With the advent of sixth generation (6G) wireless technology, the future of wireless communication will take a big leap forward. A research team at City University of Hong Kong (CityU) has invented a pioneering tunable terahertz (THz) metadevice that can control the radiation direction and coverage of THz beams.

By rotating its meta surface, the device can instantly route a 6G signal only to the intended receiver, minimizing power leakage and increasing privacy. It is expected to provide highly regulated, versatile and secure tools for future 6G communication systems.

The potential of THz band technology is limitless because it has abundant spectral resources to support ultra-high data rates of 100 Gbps (gigabits per second) for wireless communication and even hundreds to thousands of Tbps (terabits per second). Many times faster than 5G data rates.

However, conventional THz systems use bulky, heavy dielectric lenses and reflectors that can only direct waves to a fixed transmitter or detector, or transmit them to a single receiver placed in a fixed location or covering a limited area. This hinders the development of future 6G applications that require precise positioning and concentrated signal strength.

Current bulky systems block 6G applications

With the joint efforts of two CityU research groups (SKLTMW), led by Professor Tsai Ding-Ping, Professor of the Department of Electrical Engineering, and Vice-Chancellor, and Director of Terahertz and Millimeter Waves State Key Laboratory, Professor Chang Chi-hou (SKLTMW), we have recently sought to overcome these challenges in terms of THz beam propagation direction and coverage. New adjustable meta-devices have been developed that can fully control the

“The advent of the tunable THz metadevice opens up exciting prospects for 6G communication systems,” said Professor Tsai, an expert in metasurfaces and photonics. “Our meta device allows the signal to be transmitted to specific users or detectors and has the flexibility to adjust the propagation direction as needed.”

Professor Chen, an expert in Terahertz technology research, added, “Our findings suggest a number of advantages for advanced THz communication systems, including security, flexibility, high directivity and signal concentration.”

A rotating metasurface containing thousands of micro-antennas

The meta device consists of two or three rotating meta surfaces (wavelength artificial thin sheet material) that work as efficient projectors to control the focal point of THz rays in a 2D or 3D plane. space. Each 30 mm diameter metasurface contains approximately 11,000 different microantennas measuring only 0.25 mm x 0.25 mm.

“The secret to the success of the metadevice lies in the careful calculation and design of each micro-antenna,” said Professor Tsai. By simply rotating the meta surfaces with no additional clearance, the focus of the THz beam can be adjusted and directed to the target’s given X, Y, and Z coordinates, respectively.

The research team conducted experiments with SKLTMW’s high-precision and advanced equipment and confirmed that the two types of varifocal metadevices they developed (binary and triple metadevices) can project the focal point of the THz wave to an arbitrary point. According to high precision in 2D plane and 3D space.

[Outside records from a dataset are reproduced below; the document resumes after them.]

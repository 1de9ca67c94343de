// Attach / detach and relationship linking

use std::collections::HashSet;
use std::sync::Arc;
use tracing::debug;

use super::{EntityManager, PendingEvent, WriteContext};
use crate::core::data_value::DataValue;
use crate::core::entity_key::EntityKey;
use crate::core::entity_state::{EntityAction, EntityState};
use crate::core::strong_types::EntityId;
use crate::ent_framework::ent_schema::{AutoGeneratedKeyType, EntityType};
use crate::error::{AppError, AppResult};
use crate::infrastructure::entity_group::EntityGroup;
use crate::infrastructure::events::{ArrayChangedArgs, PropertyChangedArgs, PropertyValue};
use crate::infrastructure::unattached_children::PendingLink;

impl EntityManager {
    /// Attach a detached entity (and every entity reachable through its
    /// navigations) in the given state. Attaching an already attached entity
    /// is a no-op.
    pub fn attach_entity(&mut self, id: EntityId, state: EntityState) -> AppResult<()> {
        self.attach_entity_with(id, state, WriteContext::user(), EntityAction::Attach)
    }

    pub fn add_entity(&mut self, id: EntityId) -> AppResult<()> {
        self.attach_entity(id, EntityState::Added)
    }

    pub(crate) fn attach_entity_with(
        &mut self,
        id: EntityId,
        state: EntityState,
        ctx: WriteContext,
        action: EntityAction,
    ) -> AppResult<()> {
        if state.is_detached() {
            return Err(AppError::InvalidOperation(
                "An entity cannot be attached in the Detached state".to_string(),
            ));
        }
        if !self.record(id)?.aspect.entity_state.is_detached() {
            return Ok(());
        }
        let outer = self.begin_batch();
        let result = self.attach_inner(id, state, ctx, action);
        self.end_batch(outer);
        result
    }

    fn attach_inner(
        &mut self,
        id: EntityId,
        state: EntityState,
        ctx: WriteContext,
        action: EntityAction,
    ) -> AppResult<()> {
        let et = self.entity_type_of(id)?;
        self.check_entity_key(id, &et)?;
        let key = self.compute_key(id)?;
        self.groups
            .entry(et.short_name.clone())
            .or_insert_with(|| EntityGroup::new(&et.short_name))
            .attach_entity(id, &key)?;
        {
            let aspect = &mut self.record_mut(id)?.aspect;
            aspect.entity_state = state;
            aspect.key = Some(key.clone());
        }
        debug!(entity = %id, key = %key, state = %state, "entity attached");

        for related in self.related_entities(id, &et) {
            if self.record(related)?.aspect.entity_state.is_detached() {
                self.attach_entity_with(related, state, ctx, action)?;
            }
        }
        self.link_related_entities(id)?;

        if self.config.validation_options.validate_on_attach && !ctx.loading {
            self.validate_entity(id)?;
        }
        self.publish_entity_changed(action, id, None);
        if state.is_added_modified_or_deleted() {
            self.update_has_changes(true, ctx);
        }
        Ok(())
    }

    fn related_entities(&self, id: EntityId, et: &EntityType) -> Vec<EntityId> {
        let mut related = Vec::new();
        for np in &et.navigation_properties {
            if np.is_scalar {
                related.extend(self.relations.scalar(id, &np.name));
            } else {
                related.extend_from_slice(self.relations.collection(id, &np.name));
            }
        }
        related
    }

    /// Generate a temporary key when the key is unset and the type allows it.
    fn check_entity_key(&mut self, id: EntityId, et: &Arc<EntityType>) -> AppResult<()> {
        let key_props = et.key_properties();
        let mut is_default = true;
        for kp in &key_props {
            let value = self.raw_value(id, &kp.name)?;
            if !(value.is_null() || value.loosely_equals(&kp.default_value)) {
                is_default = false;
                break;
            }
        }
        if !is_default {
            return Ok(());
        }
        if et.auto_generated_key_type == AutoGeneratedKeyType::None {
            return Err(AppError::MissingKey(format!(
                "'{}' has no key value and its key is not auto-generated",
                et.short_name
            )));
        }
        self.assign_temp_key(id, et).map(|_| ())
    }

    fn assign_temp_key(&mut self, id: EntityId, et: &Arc<EntityType>) -> AppResult<DataValue> {
        let key_props = et.key_properties();
        let [kp] = key_props.as_slice() else {
            return Err(AppError::InvalidOperation(format!(
                "Temporary keys require a single key property on '{}'",
                et.short_name
            )));
        };
        let value = self
            .key_generator
            .generate_temp_key_value(&et.short_name, kp.data_type)?;
        let record = self.record_mut(id)?;
        record.store.set(&kp.name, value.clone());
        record.aspect.has_temp_key = true;
        record.aspect.key = None;
        Ok(value)
    }

    /// Assign a fresh temporary key. Attached entities are re-keyed in
    /// their group and their dependents' foreign keys follow.
    pub fn generate_temp_key_value(&mut self, id: EntityId) -> AppResult<DataValue> {
        let et = self.entity_type_of(id)?;
        if !self.record(id)?.aspect.entity_state.is_detached() {
            let key_props = et.key_properties();
            let [kp] = key_props.as_slice() else {
                return Err(AppError::InvalidOperation(format!(
                    "Temporary keys require a single key property on '{}'",
                    et.short_name
                )));
            };
            let value = self
                .key_generator
                .generate_temp_key_value(&et.short_name, kp.data_type)?;
            self.write_data_property(id, &kp.name, value.clone(), WriteContext::user())?;
            self.record_mut(id)?.aspect.has_temp_key = true;
            return Ok(value);
        }
        self.assign_temp_key(id, &et)
    }

    /// Detach an entity; its handle stays valid and it can be re-attached.
    pub fn detach_entity(&mut self, id: EntityId) -> AppResult<bool> {
        self.detach_entity_with(id, WriteContext::user())
    }

    pub(crate) fn detach_entity_with(&mut self, id: EntityId, ctx: WriteContext) -> AppResult<bool> {
        if self.record(id)?.aspect.entity_state.is_detached() {
            return Ok(false);
        }
        let outer = self.begin_batch();
        let result = self.detach_inner(id, ctx);
        self.end_batch(outer);
        result.map(|_| true)
    }

    fn detach_inner(&mut self, id: EntityId, ctx: WriteContext) -> AppResult<()> {
        let et = self.entity_type_of(id)?;
        let key = self.get_key(id)?;
        if let Some(group) = self.groups.get_mut(&et.short_name) {
            group.detach_entity(&key);
        }
        self.remove_from_relations(id, false)?;
        self.relations.remove_entity(id);
        self.record_mut(id)?.aspect.reset_for_detach();
        self.unattached.remove_child(id);
        self.key_generator.remove_temp_key(&key);
        debug!(entity = %id, key = %key, "entity detached");
        self.publish_entity_changed(EntityAction::Detach, id, None);
        self.update_has_changes(false, ctx);
        Ok(())
    }

    fn live_entity_by_key(&self, key: &EntityKey) -> Option<EntityId> {
        self.get_entity_by_key(key).filter(|id| {
            self.record(*id)
                .map_or(false, |r| !r.aspect.entity_state.is_deleted())
        })
    }

    /// Cut a deleted entity out of the graph, including any parent it was
    /// still waiting on.
    pub(crate) fn isolate_deleted(&mut self, id: EntityId) -> AppResult<()> {
        self.unattached.remove_child(id);
        self.remove_from_relations(id, true)
    }

    /// Sever an entity from its relationships.
    ///
    /// On delete, parents drop it from their collections and dependents
    /// either lose their reference (nullable foreign key) or are detached.
    /// On detach, edges are removed without touching foreign keys or state.
    pub(crate) fn remove_from_relations(&mut self, id: EntityId, is_deleted: bool) -> AppResult<()> {
        let et = self.entity_type_of(id)?;
        let metadata = self.metadata.clone();
        for np in &et.navigation_properties {
            let Some(inverse_name) = &np.inverse else {
                continue;
            };
            let target_type = metadata.entity_type(&np.entity_type_name)?;
            let Some(inverse) = target_type.navigation_property(inverse_name) else {
                continue;
            };
            if np.is_scalar {
                let Some(target) = self.relations.scalar(id, &np.name) else {
                    continue;
                };
                if is_deleted {
                    if inverse.is_scalar {
                        self.clear_navigation(target, inverse_name, true)?;
                    }
                    self.write_scalar_navigation(id, &np.name, None, WriteContext::user())?;
                } else {
                    if inverse.is_scalar {
                        self.clear_navigation(target, inverse_name, false)?;
                    } else if self.relations.array_mut(target, inverse_name).remove(id) {
                        self.publish(PendingEvent::ArrayChanged(ArrayChangedArgs {
                            parent: target,
                            navigation_property: inverse_name.clone(),
                            added: Vec::new(),
                            removed: vec![id],
                        }));
                    }
                    self.unlink_scalar(id, &np.name);
                }
            } else {
                let members = self.relations.collection(id, &np.name).to_vec();
                for member in &members {
                    if inverse.is_scalar {
                        self.clear_navigation(*member, inverse_name, is_deleted)?;
                    }
                }
                let leftover = self.relations.array_mut(id, &np.name).clear();
                if !leftover.is_empty() {
                    self.publish(PendingEvent::ArrayChanged(ArrayChangedArgs {
                        parent: id,
                        navigation_property: np.name.clone(),
                        added: Vec::new(),
                        removed: leftover,
                    }));
                }
            }
        }
        Ok(())
    }

    fn clear_navigation(&mut self, entity: EntityId, nav: &str, related_is_deleted: bool) -> AppResult<()> {
        if self.relations.scalar(entity, nav).is_none() {
            return Ok(());
        }
        if !related_is_deleted {
            self.unlink_scalar(entity, nav);
            return Ok(());
        }
        let et = self.entity_type_of(entity)?;
        let non_nullable_fk = et
            .navigation_property(nav)
            .and_then(|np| np.foreign_key_names.first())
            .and_then(|fk| et.data_property(fk))
            .map(|dp| !dp.is_nullable)
            .unwrap_or(false);
        if non_nullable_fk {
            self.detach_entity(entity)?;
        } else {
            self.write_scalar_navigation(entity, nav, None, WriteContext::user())?;
        }
        Ok(())
    }

    /// Drop a scalar edge without foreign-key or state side effects.
    fn unlink_scalar(&mut self, entity: EntityId, nav: &str) {
        let old = self.relations.scalar(entity, nav);
        if old.is_none() {
            return;
        }
        self.relations.set_scalar(entity, nav, None);
        self.publish(PendingEvent::PropertyChanged(PropertyChangedArgs {
            entity,
            property_name: nav.to_string(),
            old_value: PropertyValue::Entity(old),
            new_value: PropertyValue::Entity(None),
        }));
    }

    /// Wire an entity to whatever cached entities its keys and foreign keys
    /// refer to, and register it as waiting for parents that are not cached.
    ///
    /// Deleted entities stay out of the graph: they are not linked, and
    /// children of a deleted parent keep waiting until it is restored.
    pub(crate) fn link_related_entities(&mut self, id: EntityId) -> AppResult<()> {
        if self.record(id)?.aspect.entity_state.is_deleted() {
            return Ok(());
        }
        let ctx = WriteContext::loading();
        let et = self.entity_type_of(id)?;
        let metadata = self.metadata.clone();
        let key = self.get_key(id)?;

        for waiting in self.unattached.take_children(&key) {
            let child = waiting.child;
            match self.record(child) {
                Ok(record)
                    if record.aspect.is_attached() && !record.aspect.entity_state.is_deleted() => {}
                _ => continue,
            }
            match waiting.link {
                PendingLink::ChildNavigation(nav) => {
                    self.write_scalar_navigation(child, &nav, Some(id), ctx)?;
                }
                PendingLink::ParentCollection(nav) => {
                    self.add_to_collection(id, &nav, vec![child], None, ctx)?;
                }
            }
        }

        for np in et.navigation_properties.iter().filter(|np| np.is_scalar) {
            if self.relations.scalar(id, &np.name).is_some() {
                continue;
            }
            let Some(parent_key) = self.parent_key(id, np)? else {
                continue;
            };
            if parent_key.is_empty() {
                continue;
            }
            match self.live_entity_by_key(&parent_key) {
                Some(parent) => self.write_scalar_navigation(id, &np.name, Some(parent), ctx)?,
                None => self.unattached.add_child(
                    parent_key,
                    PendingLink::ChildNavigation(np.name.clone()),
                    id,
                ),
            }
        }

        let mut visited = HashSet::new();
        for dp in et.inverse_foreign_key_properties() {
            let Some((parent_type_name, parent_nav)) = &dp.inverse_navigation_property else {
                continue;
            };
            if !visited.insert((parent_type_name.clone(), parent_nav.clone())) {
                continue;
            }
            let parent_type = metadata.entity_type(parent_type_name)?;
            let Some(parent_np) = parent_type.navigation_property(parent_nav) else {
                continue;
            };
            let values = parent_np
                .inv_foreign_key_names
                .iter()
                .map(|fk| self.raw_value(id, fk))
                .collect::<AppResult<Vec<_>>>()?;
            let parent_key = EntityKey::new(parent_type.short_name.clone(), values);
            if parent_key.is_empty() {
                continue;
            }
            match self.live_entity_by_key(&parent_key) {
                Some(parent) => {
                    if !self.relations.collection(parent, parent_nav).contains(&id) {
                        self.add_to_collection(parent, parent_nav, vec![id], None, ctx)?;
                    }
                }
                None => self.unattached.add_child(
                    parent_key,
                    PendingLink::ParentCollection(parent_nav.clone()),
                    id,
                ),
            }
        }
        Ok(())
    }
}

This innovative design demonstrated the meta-device’s ability to direct a 6G signal to a specific location in two- and three-dimensional space. Because only a user or detector at a particular point can receive a signal, and a highly concentrated signal can be flexibly passed to other users or detectors without wasting power or violating privacy at nearby receivers, metadevice versatility can increase security and flexibility. 6G communication of the future with lower energy consumption

It is easy to increase production at low costs

Metasurfaces are made using high-temperature resin and a 3D printing method developed by the team. They are light and small and can be easily produced on a large scale at low cost for practical applications.

The new tunable THz meta device is expected to have huge application potential for 6G communication systems, including wireless power transmission, image scaling and remote sensing. The research group plans to develop further applications of metadevices based on THz varifocal imaging.